We began the first stanza and obviously had missed communication because Kathy sang alto and I sang bass and left the melody to the accompaniment.  It felt very good though and I went to the melody for the first chorus and Kathy went to the obligato and chills went up my spine.  Our voices complimented each other,and though we skipped back and forth with parts in the stanzas I just felt a swelling within me that I hadn't felt for a long time.  I have often gone to tears while singing but I haven't often felt a kind of electricity that almost made my hair stand on end.  I dearly wish that we had taped the song or copiied it some way just so I could hear if it as as good for the audience as it was for the singers.  (Yes, tears were coming down my face as well, but I don't think any one heard them)  It was, I think as good a tribute to my brother and to our Savior as I was capable of giving.

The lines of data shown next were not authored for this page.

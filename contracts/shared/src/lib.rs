//! Shared constants and arithmetic helpers for the SelfPrice contracts.
#![no_std]
#![allow(unexpected_cfgs)]

use soroban_sdk::{contractclient, contracterror, Address, Env};

/// Error codes produced by the shared arithmetic helpers.
#[contracterror]
#[derive(Copy, Clone, Debug, Eq, PartialEq)]
#[repr(u32)]
pub enum Error {
    InvalidAmount = 1,
    InvalidFee = 2,
    Overflow = 3,
}

/// TTL extension applied to every persistent record on write.
pub const PERSISTENT_BUMP_LEDGERS: u32 = 518_400;

/// Divisor for whole-percent fees (fee percentages live in `[0, 100]`).
pub const PERCENT_DIVISOR: u32 = 100;

/// Constant for basis points divisor.
pub const BASIS_POINTS_DIVISOR: u32 = 10_000;

/// Transfer capability of the governed token, as used by release contracts.
#[contractclient(name = "TransferClient")]
pub trait TransferInterface {
    fn transfer(env: Env, from: Address, to: Address, amount: i128);
    fn balance(env: Env, id: Address) -> i128;
}

/// Fee cut of `amount` at `fee_percentage` percent, rounded down.
pub fn calculate_fee(amount: i128, fee_percentage: u32) -> Result<i128, Error> {
    if amount < 0 {
        return Err(Error::InvalidAmount);
    }
    if fee_percentage > PERCENT_DIVISOR {
        return Err(Error::InvalidFee);
    }
    amount
        .checked_mul(fee_percentage as i128)
        .and_then(|v| v.checked_div(PERCENT_DIVISOR as i128))
        .ok_or(Error::Overflow)
}

/// `bps` basis points of `amount`, rounded down.
pub fn basis_points_of(amount: i128, bps: u32) -> Result<i128, Error> {
    if amount < 0 {
        return Err(Error::InvalidAmount);
    }
    amount
        .checked_mul(bps as i128)
        .and_then(|v| v.checked_div(BASIS_POINTS_DIVISOR as i128))
        .ok_or(Error::Overflow)
}

/// Whether the ledger clock has reached `cliff_end`.
pub fn cliff_passed(env: &Env, cliff_end: u64) -> bool {
    env.ledger().timestamp() >= cliff_end
}
//! SelfPrice Price Vote Ledger Contract
//!
//! An ascending, doubly-linked list of proposed prices, each carrying the
//! aggregate voting power behind it. Entries live in persistent storage keyed
//! by stable `u64` keys; `prev`/`next` are key references, never pointers.
//!
//! ## Ordering rules
//! - Entries are strictly ascending by `price`, no two share a price.
//! - Every live entry has `power > 0`; an entry whose power hits zero is
//!   unlinked and deleted.
//! - Keys come from a monotonically increasing counter and are never reused,
//!   not even after `clear`.
//! - At most `MAX_ENTRIES` distinct prices are live at once. Votes for a price
//!   already present always merge.
//!
//! ## Epochs
//! Entries are stored under the current epoch. `clear` bumps the epoch and
//! resets head, tail and count, so closing a session costs the same no
//! matter how many entries it had. Records from earlier epochs are never read
//! again and age out with their TTL.
//!
//! ## Hints
//! `insert` takes an optional hint key. A live hint starts the walk next to
//! the expected slot, so cost is the distance between hint and slot. A
//! missing or stale hint falls back to a walk from the head. The result is
//! identical either way.
//!
//! The ledger knows nothing about balances. It is bound to a single owner at
//! `init` (the governed token) and every mutator requires the owner's auth.
#![no_std]
#![allow(unexpected_cfgs)]

use soroban_sdk::{
    contract, contracterror, contractevent, contractimpl, contracttype, Address, Env, Vec,
};

use shared::PERSISTENT_BUMP_LEDGERS;

/// Upper bound on live entries. Keeps a full walk, and the token's scan at
/// session close, inside one invocation's footprint.
pub const MAX_ENTRIES: u32 = 64;

// ---------------------------------------------------------------------------
// Error types
// ---------------------------------------------------------------------------

#[contracterror]
#[derive(Copy, Clone, Debug, Eq, PartialEq, PartialOrd, Ord)]
#[repr(u32)]
pub enum Error {
    AlreadyInitialized = 1,
    NotInitialized     = 2,
    UnknownKey         = 3,
    InvalidPrice       = 4,
    InvalidPower       = 5,
    Overflow           = 6,
    LedgerFull         = 7,
}

// ---------------------------------------------------------------------------
// Storage types
// ---------------------------------------------------------------------------

#[contracttype]
#[derive(Clone)]
pub enum DataKey {
    Owner,
    Head,
    Tail,
    NextKey,
    Count,
    Epoch,
    Entry(u64, u64), // (epoch, key)
}

/// One price proposal and the power behind it.
#[contracttype]
#[derive(Clone, Debug, Eq, PartialEq)]
pub struct PriceEntry {
    pub key: u64,
    pub price: i128,
    pub power: i128,
    pub prev: Option<u64>,
    pub next: Option<u64>,
}

/// Where a price belongs relative to the current chain.
enum Slot {
    Existing(PriceEntry),
    Between(Option<u64>, Option<u64>),
}

// ---------------------------------------------------------------------------
// Events
// ---------------------------------------------------------------------------

#[contractevent]
pub struct EntryInserted {
    #[topic]
    pub key: u64,
    pub price: i128,
    pub power: i128,
}

#[contractevent]
pub struct PowerUpdated {
    #[topic]
    pub key: u64,
    pub power: i128,
}

#[contractevent]
pub struct EntryRemoved {
    #[topic]
    pub key: u64,
    pub price: i128,
}

#[contractevent]
pub struct LedgerCleared {
    pub removed: u32,
}

// ---------------------------------------------------------------------------
// Contract
// ---------------------------------------------------------------------------

#[contract]
pub struct PriceVoteLedger;

#[contractimpl]
impl PriceVoteLedger {
    /// Bind the ledger to the contract allowed to mutate it.
    pub fn init(env: Env, owner: Address) -> Result<(), Error> {
        if env.storage().instance().has(&DataKey::Owner) {
            return Err(Error::AlreadyInitialized);
        }
        owner.require_auth();

        env.storage().instance().set(&DataKey::Owner, &owner);
        env.storage().instance().set(&DataKey::NextKey, &1u64);
        env.storage().instance().set(&DataKey::Count, &0u32);
        env.storage().instance().set(&DataKey::Epoch, &0u64);
        env.storage()
            .instance()
            .extend_ttl(PERSISTENT_BUMP_LEDGERS, PERSISTENT_BUMP_LEDGERS);
        Ok(())
    }

    /// Add `power` behind `price`, creating the entry if the price is new.
    ///
    /// Returns the key of the entry now holding `price`. Repeated prices merge
    /// into the existing node.
    pub fn insert(env: Env, price: i128, power: i128, hint: Option<u64>) -> Result<u64, Error> {
        require_owner(&env)?;

        if price <= 0 {
            return Err(Error::InvalidPrice);
        }
        if power <= 0 {
            return Err(Error::InvalidPower);
        }

        let (prev, next) = match locate(&env, price, hint)? {
            Slot::Existing(mut entry) => {
                entry.power = entry.power.checked_add(power).ok_or(Error::Overflow)?;
                save_entry(&env, &entry);

                PowerUpdated {
                    key: entry.key,
                    power: entry.power,
                }
                .publish(&env);

                return Ok(entry.key);
            }
            Slot::Between(prev, next) => (prev, next),
        };

        if get_count(&env) >= MAX_ENTRIES {
            return Err(Error::LedgerFull);
        }

        let key = take_next_key(&env)?;
        let entry = PriceEntry {
            key,
            price,
            power,
            prev,
            next,
        };

        match prev {
            Some(prev_key) => {
                let mut prev_entry = load_entry(&env, prev_key)?;
                prev_entry.next = Some(key);
                save_entry(&env, &prev_entry);
            }
            None => set_link(&env, DataKey::Head, Some(key)),
        }
        match next {
            Some(next_key) => {
                let mut next_entry = load_entry(&env, next_key)?;
                next_entry.prev = Some(key);
                save_entry(&env, &next_entry);
            }
            None => set_link(&env, DataKey::Tail, Some(key)),
        }

        save_entry(&env, &entry);
        let count = get_count(&env).checked_add(1).ok_or(Error::Overflow)?;
        env.storage().instance().set(&DataKey::Count, &count);

        EntryInserted { key, price, power }.publish(&env);

        Ok(key)
    }

    /// Overwrite the power of `key`. Zero power removes the entry.
    pub fn update_power(env: Env, key: u64, new_power: i128) -> Result<(), Error> {
        require_owner(&env)?;

        if new_power < 0 {
            return Err(Error::InvalidPower);
        }

        let mut entry = load_entry(&env, key)?;
        if new_power == 0 {
            return unlink(&env, &entry);
        }

        entry.power = new_power;
        save_entry(&env, &entry);

        PowerUpdated {
            key,
            power: new_power,
        }
        .publish(&env);

        Ok(())
    }

    /// Unlink and delete `key`. Removing a dead key is an error.
    pub fn remove_entry(env: Env, key: u64) -> Result<(), Error> {
        require_owner(&env)?;
        let entry = load_entry(&env, key)?;
        unlink(&env, &entry)
    }

    /// Drop every entry by moving to a fresh epoch. The key counter keeps
    /// counting. Returns how many entries were live.
    pub fn clear(env: Env) -> Result<u32, Error> {
        require_owner(&env)?;

        let removed = get_count(&env);
        let epoch = get_epoch(&env).checked_add(1).ok_or(Error::Overflow)?;
        env.storage().instance().set(&DataKey::Epoch, &epoch);

        set_link(&env, DataKey::Head, None);
        set_link(&env, DataKey::Tail, None);
        env.storage().instance().set(&DataKey::Count, &0u32);

        LedgerCleared { removed }.publish(&env);

        Ok(removed)
    }

    pub fn get_entry(env: Env, key: u64) -> Result<PriceEntry, Error> {
        load_entry(&env, key)
    }

    /// All live entries, ascending by price.
    pub fn get_all_entries(env: Env) -> Vec<PriceEntry> {
        let mut entries = Vec::new(&env);
        let mut cursor = get_link(&env, DataKey::Head);
        while let Some(key) = cursor {
            match try_load_entry(&env, key) {
                Some(entry) => {
                    cursor = entry.next;
                    entries.push_back(entry);
                }
                None => break,
            }
        }
        entries
    }

    pub fn head(env: Env) -> Option<u64> {
        get_link(&env, DataKey::Head)
    }

    pub fn tail(env: Env) -> Option<u64> {
        get_link(&env, DataKey::Tail)
    }

    pub fn len(env: Env) -> u32 {
        get_count(&env)
    }
}

// ---------------------------------------------------------------------------
// Internal helpers
// ---------------------------------------------------------------------------

fn require_owner(env: &Env) -> Result<(), Error> {
    let owner: Address = env
        .storage()
        .instance()
        .get(&DataKey::Owner)
        .ok_or(Error::NotInitialized)?;
    owner.require_auth();
    Ok(())
}

/// Find the node holding `price`, or the neighbours it must sit between.
fn locate(env: &Env, price: i128, hint: Option<u64>) -> Result<Slot, Error> {
    let start = match hint.and_then(|key| try_load_entry(env, key)) {
        Some(entry) => entry,
        None => match get_link(env, DataKey::Head) {
            Some(head) => load_entry(env, head)?,
            None => return Ok(Slot::Between(None, None)),
        },
    };

    if start.price == price {
        return Ok(Slot::Existing(start));
    }

    let mut cursor = start;
    if cursor.price < price {
        loop {
            let next_key = match cursor.next {
                Some(key) => key,
                None => return Ok(Slot::Between(Some(cursor.key), None)),
            };
            let next = load_entry(env, next_key)?;
            if next.price == price {
                return Ok(Slot::Existing(next));
            }
            if next.price > price {
                return Ok(Slot::Between(Some(cursor.key), Some(next_key)));
            }
            cursor = next;
        }
    } else {
        loop {
            let prev_key = match cursor.prev {
                Some(key) => key,
                None => return Ok(Slot::Between(None, Some(cursor.key))),
            };
            let prev = load_entry(env, prev_key)?;
            if prev.price == price {
                return Ok(Slot::Existing(prev));
            }
            if prev.price < price {
                return Ok(Slot::Between(Some(prev_key), Some(cursor.key)));
            }
            cursor = prev;
        }
    }
}

fn unlink(env: &Env, entry: &PriceEntry) -> Result<(), Error> {
    match entry.prev {
        Some(prev_key) => {
            let mut prev = load_entry(env, prev_key)?;
            prev.next = entry.next;
            save_entry(env, &prev);
        }
        None => set_link(env, DataKey::Head, entry.next),
    }
    match entry.next {
        Some(next_key) => {
            let mut next = load_entry(env, next_key)?;
            next.prev = entry.prev;
            save_entry(env, &next);
        }
        None => set_link(env, DataKey::Tail, entry.prev),
    }

    env.storage().persistent().remove(&entry_key(env, entry.key));
    let count = get_count(env).checked_sub(1).ok_or(Error::Overflow)?;
    env.storage().instance().set(&DataKey::Count, &count);

    EntryRemoved {
        key: entry.key,
        price: entry.price,
    }
    .publish(env);

    Ok(())
}

fn take_next_key(env: &Env) -> Result<u64, Error> {
    let key: u64 = env
        .storage()
        .instance()
        .get(&DataKey::NextKey)
        .ok_or(Error::NotInitialized)?;
    let following = key.checked_add(1).ok_or(Error::Overflow)?;
    env.storage().instance().set(&DataKey::NextKey, &following);
    Ok(key)
}

fn entry_key(env: &Env, key: u64) -> DataKey {
    DataKey::Entry(get_epoch(env), key)
}

fn try_load_entry(env: &Env, key: u64) -> Option<PriceEntry> {
    env.storage().persistent().get(&entry_key(env, key))
}

fn load_entry(env: &Env, key: u64) -> Result<PriceEntry, Error> {
    try_load_entry(env, key).ok_or(Error::UnknownKey)
}

fn save_entry(env: &Env, entry: &PriceEntry) {
    let key = entry_key(env, entry.key);
    env.storage().persistent().set(&key, entry);
    env.storage()
        .persistent()
        .extend_ttl(&key, PERSISTENT_BUMP_LEDGERS, PERSISTENT_BUMP_LEDGERS);
}

fn get_link(env: &Env, which: DataKey) -> Option<u64> {
    env.storage().instance().get(&which)
}

fn set_link(env: &Env, which: DataKey, key: Option<u64>) {
    match key {
        Some(key) => env.storage().instance().set(&which, &key),
        None => env.storage().instance().remove(&which),
    }
}

fn get_count(env: &Env) -> u32 {
    env.storage().instance().get(&DataKey::Count).unwrap_or(0)
}

fn get_epoch(env: &Env) -> u64 {
    env.storage().instance().get(&DataKey::Epoch).unwrap_or(0)
}

// ---------------------------------------------------------------------------
// Tests
// ---------------------------------------------------------------------------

It was then time for me to speak and I had a momentary urge to just walk to the pulpit and say "I just said it all, I have nothing more to give". but as a conservative old tradionalist  I gave the speech as well as I knew how.  

Alice's son's then sang a nice trio, and the Bishop of the Ward spoke for a few minutes and we concluded by singing, as a congregation God Be With You Till We Meet Again  and Doug's stepson Charles gave the Benediction.  We drove off to the cemetery for the interment. 

I'm really through with this day, except that I notice that Utah isn't the South.  In the South when a funeral cortege moves along, there is a cop in front and one behind and one that controls traffic as it goes, and noone stops for lights or stop signs, and most of the other cars pull off to the side of the road in respect of the cortege.  In Utah, the hearse leads off and if you are at the rear, and you don't know the directions you may get lost, because cars pull in and out around you, get in front of you a stop signs  and, quite honestly I thought we were lost for a little while.

After the burial, we returned to the chapel where they provided a nice meal and we ate and visited, and introduced ourselves to those we didn't know and it was pleasant, if somber.  It broke up a little earlier than it might have because they were predicting snow in the mountains and some folks had to get over those mountains.

Final day and my ultimate frustration with air travel  coming up soon.

1 Comments:

At 9:03 PM, Blogger Joubert said...

I had never experienced a "viewing" of the corpse till coming to the USA. Maybe they do it now in SA but, in my youth, the corpse was put in a box without fancy make-up and the lid was closed.

Experiencing my first "viewing" was macabre. The corpse bore little resemblance to the person and I found it all a bit creepy.